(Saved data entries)
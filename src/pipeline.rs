//! エントリ生成と代表色の一括付与
//!
//! 新規エントリは代表色を付けてからカタログに追加する。
//! 各エントリの色は、そのエントリ用のタスク結果で一度だけ書き込まれる。

use crate::cache::{compute_file_hash, CacheFile, CacheSettings};
use crate::config::Config;
use crate::error::{GalleryError, Result};
use crate::sampler::{extract_palette, resolve_source};
use crate::scanner::{mime_for_path, ImageInfo};
use indicatif::{ProgressBar, ProgressStyle};
use photo_gallery_common::{CatalogEntry, PaletteOptions};
use std::collections::HashMap;
use std::path::Path;
use tokio::task::JoinSet;

/// 抽出設定
#[derive(Debug, Clone, Copy)]
pub struct ColorizeOptions {
    pub palette: PaletteOptions,
    pub sample_size: u32,
    pub batch_size: usize,
}

impl ColorizeOptions {
    /// キャッシュの一致判定に使う設定
    pub fn cache_settings(&self) -> CacheSettings {
        CacheSettings {
            palette: self.palette,
            sample_size: self.sample_size,
        }
    }
}

impl From<&Config> for ColorizeOptions {
    fn from(config: &Config) -> Self {
        Self {
            palette: config.palette_options(),
            sample_size: config.sample_size,
            batch_size: config.batch_size,
        }
    }
}

/// 一括処理の集計
#[derive(Debug, Clone, Default, PartialEq, Eq)]
pub struct ColorizeStats {
    pub sampled: usize,
    pub cached: usize,
    pub fallback: usize,
}

/// 今日の日付（`Month D, YYYY`）
pub fn today_label() -> String {
    chrono::Local::now().format("%B %-d, %Y").to_string()
}

/// スキャン結果からエントリの下書きを作る
pub fn entry_from_image(info: &ImageInfo, source_ref: String) -> CatalogEntry {
    CatalogEntry {
        date_taken: info.date.clone().unwrap_or_else(today_label),
        dimensions: info.dimensions().unwrap_or_else(|| "Original".to_string()),
        size_label: info.size_label(),
        mime_type: info.mime_type().to_string(),
        ..CatalogEntry::new(source_ref, info.file_name.clone())
    }
}

/// 追加用の下書き（ローカルにあるファイルなら情報を読み取る）
pub fn draft_entry(source_ref: &str, file_name: Option<String>, base_dir: &Path) -> CatalogEntry {
    let info = resolve_source(source_ref, base_dir)
        .ok()
        .filter(|p| p.is_file())
        .and_then(|p| ImageInfo::from_path(&p).ok());

    let mut entry = match info {
        Some(info) => entry_from_image(&info, source_ref.to_string()),
        None => {
            let name = source_ref
                .rsplit(|c: char| c == '/' || c == '\\')
                .next()
                .unwrap_or(source_ref)
                .to_string();
            CatalogEntry {
                date_taken: today_label(),
                dimensions: "Original".to_string(),
                size_label: "Unknown".to_string(),
                mime_type: mime_for_path(Path::new(source_ref)).to_string(),
                ..CatalogEntry::new(source_ref, name)
            }
        }
    };

    if let Some(name) = file_name.filter(|n| !n.trim().is_empty()) {
        entry.alt_text = name.clone();
        entry.file_name = name;
    }
    entry
}

/// カタログファイルから見た相対パス（基準外なら絶対パスのまま）
pub fn source_ref_for(path: &Path, base_dir: &Path) -> String {
    let absolute = path.canonicalize().unwrap_or_else(|_| path.to_path_buf());
    let base = base_dir
        .canonicalize()
        .unwrap_or_else(|_| base_dir.to_path_buf());
    absolute
        .strip_prefix(&base)
        .map(Path::to_path_buf)
        .unwrap_or_else(|_| absolute.clone())
        .to_string_lossy()
        .replace('\\', "/")
}

fn file_hash_and_size(path: &Path) -> Option<(String, u64)> {
    let size = std::fs::metadata(path).ok()?.len();
    compute_file_hash(path).ok().map(|h| (h, size))
}

/// エントリ群に代表色を付与する
///
/// `batch_size` 件ずつ並行にデコードする。キャッシュがあればヒットした画像は
/// デコードせず、新たに抽出できた色はキャッシュへ登録する。
pub async fn colorize_entries(
    entries: &mut [CatalogEntry],
    base_dir: &Path,
    options: ColorizeOptions,
    mut cache: Option<&mut CacheFile>,
    show_progress: bool,
) -> Result<ColorizeStats> {
    let mut stats = ColorizeStats::default();
    let pb = if show_progress {
        let pb = ProgressBar::new(entries.len() as u64);
        if let Ok(style) = ProgressStyle::with_template("  {bar:40} {pos}/{len} {msg}") {
            pb.set_style(style);
        }
        pb
    } else {
        ProgressBar::hidden()
    };

    let indices: Vec<usize> = (0..entries.len()).collect();
    let settings = options.cache_settings();

    for batch in indices.chunks(options.batch_size.max(1)) {
        let mut tasks = JoinSet::new();
        let mut hashes: HashMap<usize, (String, u64)> = HashMap::new();

        for &i in batch {
            let entry = &mut entries[i];
            let hash = if cache.is_some() {
                resolve_source(&entry.source_ref, base_dir)
                    .ok()
                    .and_then(|p| file_hash_and_size(&p))
            } else {
                None
            };

            if let (Some(cache), Some((h, _))) = (cache.as_deref(), hash.as_ref()) {
                if let Some(palette) = cache.get(h, &settings) {
                    entry.apply_palette(palette);
                    stats.cached += 1;
                    pb.inc(1);
                    continue;
                }
            }
            if let Some(h) = hash {
                hashes.insert(i, h);
            }

            let source = entry.source_ref.clone();
            let base = base_dir.to_path_buf();
            tasks.spawn(async move {
                let extraction =
                    extract_palette(&source, &base, options.palette, options.sample_size).await;
                (i, extraction)
            });
        }

        while let Some(joined) = tasks.join_next().await {
            let (i, extraction) = joined.map_err(|e| GalleryError::TaskJoin(e.to_string()))?;
            let entry = &mut entries[i];

            if extraction.is_fallback() {
                stats.fallback += 1;
            } else {
                stats.sampled += 1;
                if let (Some(cache), Some((h, size))) = (cache.as_deref_mut(), hashes.remove(&i)) {
                    cache.insert(h, entry.file_name.clone(), size, settings, extraction.palette());
                }
            }

            entry.apply_palette(extraction.into_palette());
            pb.set_message(entry.file_name.clone());
            pb.inc(1);
        }
    }

    pb.finish_and_clear();
    log::info!(
        "colorized {} entries (sampled {}, cached {}, fallback {})",
        entries.len(),
        stats.sampled,
        stats.cached,
        stats.fallback
    );
    Ok(stats)
}

#[cfg(test)]
mod tests {
    use super::*;

    #[test]
    fn test_today_label_format() {
        let label = today_label();
        // 例: "October 17, 2026"
        assert!(label.contains(", "));
        assert!(label.chars().next().is_some_and(|c| c.is_ascii_uppercase()));
    }

    #[test]
    fn test_draft_entry_for_remote_source() {
        let entry = draft_entry("https://example.com/photos/sunset.png", None, Path::new("."));
        assert_eq!(entry.file_name, "sunset.png");
        assert_eq!(entry.alt_text, "sunset.png");
        assert_eq!(entry.dimensions, "Original");
        assert_eq!(entry.size_label, "Unknown");
        assert_eq!(entry.mime_type, "image/png");
    }

    #[test]
    fn test_draft_entry_reads_local_file() {
        let dir = tempfile::tempdir().unwrap();
        std::fs::write(dir.path().join("note.gif"), vec![0u8; 2048]).unwrap();

        let entry = draft_entry("note.gif", Some("Renamed".into()), dir.path());
        assert_eq!(entry.size_label, "2.0 KB");
        assert_eq!(entry.mime_type, "image/gif");
        assert_eq!(entry.file_name, "Renamed");
        // ヘッダが読めないので既定値
        assert_eq!(entry.dimensions, "Original");
    }

    #[test]
    fn test_source_ref_for_relative_and_outside() {
        let dir = tempfile::tempdir().unwrap();
        let nested = dir.path().join("images");
        std::fs::create_dir_all(&nested).unwrap();
        let file = nested.join("a.jpg");
        std::fs::write(&file, b"x").unwrap();

        assert_eq!(source_ref_for(&file, dir.path()), "images/a.jpg");

        let other = tempfile::tempdir().unwrap();
        let outside = source_ref_for(&file, other.path());
        assert!(outside.ends_with("images/a.jpg"));
        assert!(Path::new(&outside).is_absolute());
    }
}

(Problem statement) All lines above with the word "nested" need to be reported.

(Completed task)
        let nested = dir.path().join("images");
        std::fs::create_dir_all(&nested).unwrap();
        let file = nested.join("a.jpg");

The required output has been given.